The second account begins with (Genesis 2:4} wherein key items of creation appear in this order:
- man (not woman);
- plants;
- land animals and birds (marine animals are omitted but omission is not a contradiction and the order of birds and beasts is not stated as being on separate days unlike chapter 1);
- and, when no "help meet for [fit for, corresponding to] him" is found, woman (Genesis 2:7, 9, 18 – 22).[14]
The first section exclusively refers to God as Elohim, whereas the second exclusively uses the composite name Yahweh Elohim (the former word is often translated "LORD").
Single account advocates assert that Hebrew scriptures use different names for God throughout, depending on the characteristics of God which the author wished to emphasize. They argue that across the Hebrew scriptures, the use of Elohim in the first segment suggests "strength," focusing on God as the mighty Creator of the universe, while the use of Yahweh in the second segment suggested moral and spiritual natures of deity, particularly in relationship to the man.[15]
Dual account advocates assert that the two segments using different words for God indicates different authorship and two distinct narratives, in accord with the Documentary hypothesis.
Though not so obvious in translation, the Hebrew text of the two sections differ both in the type of words used and in stylistic qualities. The first section flows smoothly, whereas the second is more interested in pointing out side details, and does so in a more point of fact style. One of the principles of textual criticism is that large differences in the type of words used, and in the stylistic qualities of the text, should be taken as support for the existence of two different authors. Proponents of the two-account hypothesis point to the attempts (e.g., The Book of J by David Rosenburg) to separate the various authors of the Torah claimed by the Documentary Hypothesis into distinct and sometimes contradictory accounts.
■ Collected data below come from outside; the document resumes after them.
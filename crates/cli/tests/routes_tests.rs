use std::{fs, net::SocketAddr, sync::Arc};

use axum::{
    Router,
    body::{Body, to_bytes},
    http::{Request, StatusCode, header},
    response::Response,
};
use runny::{AppState, RunnyServer, api_router, webhook_router};
use runny_engine::Dispatcher;
use runny_registry::{CatalogueStore, WebhookRegistry};
use runny_remote::{ExecOptions, RemoteRunner, Script, ScriptedShell};
use runny_template::QuotingMode;
use tempfile::TempDir;
use tokio_util::sync::CancellationToken;
use tower::ServiceExt;

const CATALOGUE: &str = "\
@name List Files
@group Files
ls ${Path:path=/home}

@name echo
echo ${Message=Hello World}
";

struct Fixture {
    _directory: TempDir,
    shell: Arc<ScriptedShell>,
    state: Arc<AppState>,
}

impl Fixture {
    fn new(script: Script, manipulation_allowed: bool) -> Self {
        let directory = tempfile::tempdir().expect("tempdir");
        let catalogue_path = directory.path().join("commands.txt");
        fs::write(&catalogue_path, CATALOGUE).expect("seed catalogue");
        let catalogue = CatalogueStore::open(&catalogue_path, manipulation_allowed).expect("catalogue");
        let webhooks = WebhookRegistry::open(directory.path().join("webhooks.json")).expect("webhooks");
        let shell = Arc::new(ScriptedShell::new(script));
        let runner = RemoteRunner::new(shell.clone(), ExecOptions::default());
        let dispatcher = Dispatcher::new(Arc::new(catalogue), Arc::new(webhooks), runner, QuotingMode::Heuristic);
        let state = Arc::new(AppState::new(
            dispatcher,
            "https://runny.example.com",
            "/webhook",
            CancellationToken::new(),
        ));
        Self {
            _directory: directory,
            shell,
            state,
        }
    }

    fn app(&self) -> Router {
        api_router(Arc::clone(&self.state)).merge(webhook_router(Arc::clone(&self.state)))
    }

    async fn send(&self, request: Request<Body>) -> Response {
        self.app().oneshot(request).await.expect("response")
    }
}

fn request(method: &str, uri: &str, body: impl Into<Body>) -> Request<Body> {
    Request::builder().method(method).uri(uri).body(body.into()).expect("request")
}

fn form(method: &str, uri: &str, body: &'static str) -> Request<Body> {
    Request::builder()
        .method(method)
        .uri(uri)
        .header(header::CONTENT_TYPE, "application/x-www-form-urlencoded")
        .body(Body::from(body))
        .expect("request")
}

async fn body_text(response: Response) -> String {
    let bytes = to_bytes(response.into_body(), usize::MAX).await.expect("body");
    String::from_utf8(bytes.to_vec()).expect("utf8")
}

const LIST_FILES: &str = "/command/?name=List%20Files&command=ls%20%24%7BPath%3Apath%3D%2Fhome%7D";
const ECHO: &str = "commandName=echo&command=echo%20%24%7BMessage%3DHello%20World%7D";

#[tokio::test]
async fn lists_the_catalogue() {
    let fixture = Fixture::new(Script::new(), true);

    let response = fixture.send(request("GET", "/command/", Body::empty())).await;

    assert_eq!(response.status(), StatusCode::OK);
    let commands: serde_json::Value = serde_json::from_str(&body_text(response).await).expect("json");
    assert_eq!(commands[0]["name"], "List Files");
    assert_eq!(commands[0]["group"], "Files");
    assert_eq!(commands[0]["variables"][0]["type"], "path");
    assert_eq!(commands[1]["variables"][0]["default"], "Hello World");
}

#[tokio::test]
async fn executes_with_json_arguments() {
    let fixture = Fixture::new(Script::new().stdout("bin\netc\n"), true);

    let response = fixture.send(request("POST", LIST_FILES, r#"{"Path":"/tmp/a b"}"#)).await;

    assert_eq!(response.status(), StatusCode::OK);
    assert_eq!(body_text(response).await, "bin\netc\n");
    assert_eq!(fixture.shell.executed(), vec!["ls \"/tmp/a b\"".to_string()]);
}

#[tokio::test]
async fn validation_failures_are_bad_requests() {
    let fixture = Fixture::new(Script::new(), true);

    let response = fixture.send(request("POST", LIST_FILES, r#"{"Path":"../etc"}"#)).await;

    assert_eq!(response.status(), StatusCode::BAD_REQUEST);
    assert!(body_text(response).await.contains("Path"));
    assert!(fixture.shell.executed().is_empty());
}

#[tokio::test]
async fn unknown_commands_are_not_found() {
    let fixture = Fixture::new(Script::new(), true);

    let response = fixture.send(request("POST", "/command/?name=ls&command=ls", Body::empty())).await;

    assert_eq!(response.status(), StatusCode::NOT_FOUND);
    assert_eq!(body_text(response).await, "Command not found\n");
}

#[tokio::test]
async fn failed_executions_include_partial_output() {
    let fixture = Fixture::new(Script::new().stderr("ls: denied\n").exit_code(2), true);

    let response = fixture.send(request("POST", LIST_FILES, "{}")).await;

    assert_eq!(response.status(), StatusCode::INTERNAL_SERVER_ERROR);
    assert_eq!(
        body_text(response).await,
        "Failed to execute command: Process exited with status 2\nls: denied\n"
    );
}

#[tokio::test]
async fn streaming_emits_chunks_then_exit() {
    let fixture = Fixture::new(Script::new().stdout("10%\r100%\r\n"), true);

    let response = fixture
        .send(request(
            "POST",
            "/command/stream?name=echo&command=echo%20%24%7BMessage%3DHello%20World%7D",
            Body::empty(),
        ))
        .await;

    assert_eq!(response.status(), StatusCode::OK);
    let text = body_text(response).await;
    assert!(text.contains("event: stdout"));
    assert!(text.contains(r#""text":"100%\r\n""#));
    assert!(text.contains("event: exit"));
    assert!(!text.contains("10%"));
}

#[tokio::test]
async fn streaming_validation_fails_before_the_stream_opens() {
    let fixture = Fixture::new(Script::new(), true);

    let response = fixture
        .send(request(
            "POST",
            "/command/stream?name=List%20Files&command=ls%20%24%7BPath%3Apath%3D%2Fhome%7D",
            r#"{"Path":"a/../b"}"#,
        ))
        .await;

    assert_eq!(response.status(), StatusCode::BAD_REQUEST);
}

#[tokio::test]
async fn adds_and_removes_commands() {
    let fixture = Fixture::new(Script::new(), true);

    let added = fixture
        .send(form("PUT", "/command/", "commandName=Uptime&groupName=System&command=uptime"))
        .await;
    assert_eq!(added.status(), StatusCode::OK);
    assert!(fixture.state.dispatcher.catalogue().find("Uptime", "uptime").is_some());

    let duplicate = fixture.send(form("PUT", "/command/", "commandName=Uptime&command=uptime%20-p")).await;
    assert_eq!(duplicate.status(), StatusCode::BAD_REQUEST);
    assert_eq!(body_text(duplicate).await, "Command 'Uptime' already exists\n");

    let removed = fixture
        .send(request("DELETE", "/command/?commandName=Uptime&command=uptime", Body::empty()))
        .await;
    assert_eq!(removed.status(), StatusCode::OK);
    assert!(fixture.state.dispatcher.catalogue().find("Uptime", "uptime").is_none());

    let missing = fixture
        .send(request("DELETE", "/command/?commandName=Uptime&command=uptime", Body::empty()))
        .await;
    assert_eq!(missing.status(), StatusCode::NOT_FOUND);
}

#[tokio::test]
async fn manipulation_can_be_disabled() {
    let fixture = Fixture::new(Script::new(), false);

    let allowed = fixture.send(request("GET", "/is-command-manipulation-allowed", Body::empty())).await;
    assert_eq!(body_text(allowed).await, "false");

    let response = fixture.send(form("PUT", "/command/", "commandName=Uptime&command=uptime")).await;
    assert_eq!(response.status(), StatusCode::UNAUTHORIZED);
    assert_eq!(body_text(response).await, "Unauthorized: Command manipulation is disabled\n");
}

#[tokio::test]
async fn webhook_lifecycle() {
    let fixture = Fixture::new(Script::new().stdout("hi\n"), true);

    let created = fixture.send(request("PUT", &format!("/create-webhook/?{ECHO}"), Body::empty())).await;
    assert_eq!(created.status(), StatusCode::OK);
    let url = body_text(created).await;
    let uuid = url
        .strip_prefix("https://runny.example.com/webhook/")
        .expect("webhook url")
        .to_string();

    let again = fixture.send(request("PUT", &format!("/create-webhook/?{ECHO}"), Body::empty())).await;
    assert_eq!(again.status(), StatusCode::BAD_REQUEST);

    let fetched = fixture.send(request("GET", &format!("/get-webhook/?{ECHO}"), Body::empty())).await;
    assert_eq!(body_text(fetched).await, url);

    let triggered = fixture
        .send(request("GET", &format!("/webhook/{uuid}/?Message=first&Message=second"), Body::empty()))
        .await;
    assert_eq!(triggered.status(), StatusCode::OK);
    assert_eq!(body_text(triggered).await, "hi\n");
    assert_eq!(fixture.shell.executed(), vec!["echo first".to_string()]);

    let deleted = fixture.send(request("DELETE", &format!("/delete-webhook/?{ECHO}"), Body::empty())).await;
    assert_eq!(deleted.status(), StatusCode::OK);

    let gone = fixture.send(request("GET", &format!("/webhook/{uuid}"), Body::empty())).await;
    assert_eq!(gone.status(), StatusCode::NOT_FOUND);
    assert_eq!(body_text(gone).await, "Webhook not found\n");
}

#[tokio::test]
async fn webhooks_require_an_existing_command() {
    let fixture = Fixture::new(Script::new(), true);

    let response = fixture
        .send(request("PUT", "/create-webhook/?commandName=nope&command=nope", Body::empty()))
        .await;

    assert_eq!(response.status(), StatusCode::NOT_FOUND);
    assert_eq!(body_text(response).await, "Command 'nope' does not exist\n");
}

#[tokio::test]
async fn updating_a_webhook_keeps_its_uuid() {
    let fixture = Fixture::new(Script::new(), true);
    let entry = fixture
        .state
        .dispatcher
        .webhooks()
        .create("echo", "echo ${Message=Hello World}")
        .expect("webhook");

    let response = fixture
        .send(request(
            "PUT",
            "/update-webhook/?oldCommandName=echo&oldCommand=echo%20%24%7BMessage%3DHello%20World%7D\
             &newCommandName=List%20Files&newCommand=ls%20%24%7BPath%3Apath%3D%2Fhome%7D",
            Body::empty(),
        ))
        .await;
    assert_eq!(response.status(), StatusCode::OK);

    let moved = fixture
        .state
        .dispatcher
        .webhooks()
        .get("List Files", "ls ${Path:path=/home}")
        .expect("moved webhook");
    assert_eq!(moved.uuid, entry.uuid);

    let missing = fixture
        .send(request("PUT", "/update-webhook/?oldCommandName=echo", Body::empty()))
        .await;
    assert_eq!(missing.status(), StatusCode::BAD_REQUEST);
    assert_eq!(body_text(missing).await, "Missing old command parameter\n");
}

#[tokio::test]
async fn server_starts_and_stops_on_ephemeral_ports() {
    let fixture = Fixture::new(Script::new(), true);
    let loopback: SocketAddr = "127.0.0.1:0".parse().expect("addr");

    let server = RunnyServer::new(loopback, Some(loopback), Arc::clone(&fixture.state))
        .start()
        .await
        .expect("start");

    assert_ne!(server.api_address().port(), 0);
    assert!(server.webhook_address().is_some());
    server.stop().await.expect("stop");
    assert!(fixture.state.shutdown.is_cancelled());
}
Proponents of the single account argue that style differences need not be indicative of multiple authors, but may simply indicate the purpose of different passages. For example, Kenneth Kitchen, a retired Archaeology Professor of the University of Liverpool, has argued (1966) that stylistic differences are meaningless, and reflect different subject matter. He supports this with the evidence of a biographical inscription of an Egyptian official in 2400 B.C., which reflects at least four different styles, but which is uniformly supposed to possess unity of authorship. Similarly, the different names of God reflect his different attributes.[16]
The single account theory asserts that it is unlikely that the text would have survived for three to four thousand years in such an obviously contradictory state, and that it is therefore much more likely that the two segments are consistent with each other, with the first being general and the second being more specific to the creation of humans and the garden.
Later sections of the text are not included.